Kidney-pancreas transplants: is it so difficult to start a program?

A Alonso, C Fernández, P Villaverde, R García, J Aguirrezabalaga, M Gómez, J Oliver, F Valdés
Transplantation Proceedings 2005, 37 (3): 1455-6

BACKGROUND: For selected patients with type 1 diabetes mellitus and end-stage renal failure, simultaneous kidney-pancreas (SKP) or pancreas after kidney (PAK) transplantation is the treatment of choice. However, it is frequently difficult to start a program for fear of serious intraabdominal complications in an immunosuppressed patient. We review our initial experience with these transplantations.

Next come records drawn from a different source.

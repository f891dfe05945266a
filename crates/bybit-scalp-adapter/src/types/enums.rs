/*
[INPUT]:  Bybit v5 schema definitions and serde requirements
[OUTPUT]: Typed Rust enums with serialization support
[POS]:    Data layer - type definitions for API communication
[UPDATE]: When the v5 schema changes or new types are added
*/

use serde::{Deserialize, Serialize};

#[derive(Debug, Clone, Copy, PartialEq, Eq, Serialize, Deserialize)]
pub enum Side {
    Buy,
    Sell,
}

impl Side {
    pub fn opposite(self) -> Self {
        match self {
            Side::Buy => Side::Sell,
            Side::Sell => Side::Buy,
        }
    }
}

#[derive(Debug, Clone, Copy, PartialEq, Eq, Serialize, Deserialize)]
pub enum OrderType {
    Limit,
    Market,
}

#[derive(Debug, Clone, Copy, PartialEq, Eq, Serialize, Deserialize)]
#[serde(rename_all = "lowercase")]
pub enum Category {
    Linear,
    Inverse,
    Spot,
}

#[derive(Debug, Clone, Copy, PartialEq, Eq, Serialize, Deserialize)]
pub enum TimeInForce {
    #[serde(rename = "GTC")]
    Gtc,
    #[serde(rename = "IOC")]
    Ioc,
    #[serde(rename = "FOK")]
    Fok,
    PostOnly,
}

/// Order lifecycle states reported by `GET /v5/order/realtime`.
///
/// States the strategy never acts on (`Deactivated`, `Triggered`, spot-only
/// statuses, ...) fold into `Other` at deserialization time.
#[derive(Debug, Clone, Copy, PartialEq, Eq, Serialize, Deserialize)]
pub enum OrderStatus {
    New,
    PartiallyFilled,
    Filled,
    Cancelled,
    Rejected,
    Untriggered,
    #[serde(other)]
    Other,
}

impl OrderStatus {
    /// Terminal states: the exchange will not mutate the order further.
    pub fn is_terminal(self) -> bool {
        matches!(
            self,
            OrderStatus::Filled | OrderStatus::Cancelled | OrderStatus::Rejected
        )
    }
}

METHODS: Twenty-three patients (20 SKP, 3 PAK) with type 1 diabetes mellitus received transplants between June 2000 and October 2003. All received immunosuppression therapy with thymoglobulin, prednisone, tacrolimus, and mycophenolate mofetil. The operation included portal venous drainage and exocrine enteric drainage. Rejections were biopsy-proved. Cytomegalovirus prophylaxis with gancyclovir was administered.

RESULTS: The mean follow-up is 13 months (range, 1-30 months) for recipients of mean age 39 +/- 7 years (17 men, 6 women). Mean cold ischemia time for kidney was 10.2 +/- 3.9 hours, and for pancreas was 10.5 +/- 3 hours. The rate of initial graft function was 100%. Graft rejection rate was 8%. The repeat laparotomy rate was 53% (12 patients), with a mean of 0.8 procedures per patient (range, 0 to 5). At the end of follow-up, patient survival was 95%, kidney survival was 85%, and pancreas survival was 83%. Patients with a functioning graft were insulin-free, with a mean fasting glucose concentration of 79 +/- 7 mg/dL, hemoglobin A1C of 4.5% (range, 4% to 4.9%) C-peptide of 5.9 ng/mL (range, 2.1 to 12 ng/mL), and a mean serum creatinine level of 1.6 mg/dL (range, 0.9 to 4.6 mg/dL). There was 1 death, due to posttransplantation lymphoproliferative disease confined to the pancreatic graft and abdominal sepsis at 3 months posttransplantation.

CONCLUSIONS: Our results are similar to those of other series of SPK or PAK transplantations: low acute rejection rates, frequent requirement for repeat laparotomy, and good patient and graft survival, permitting an excellent quality of life.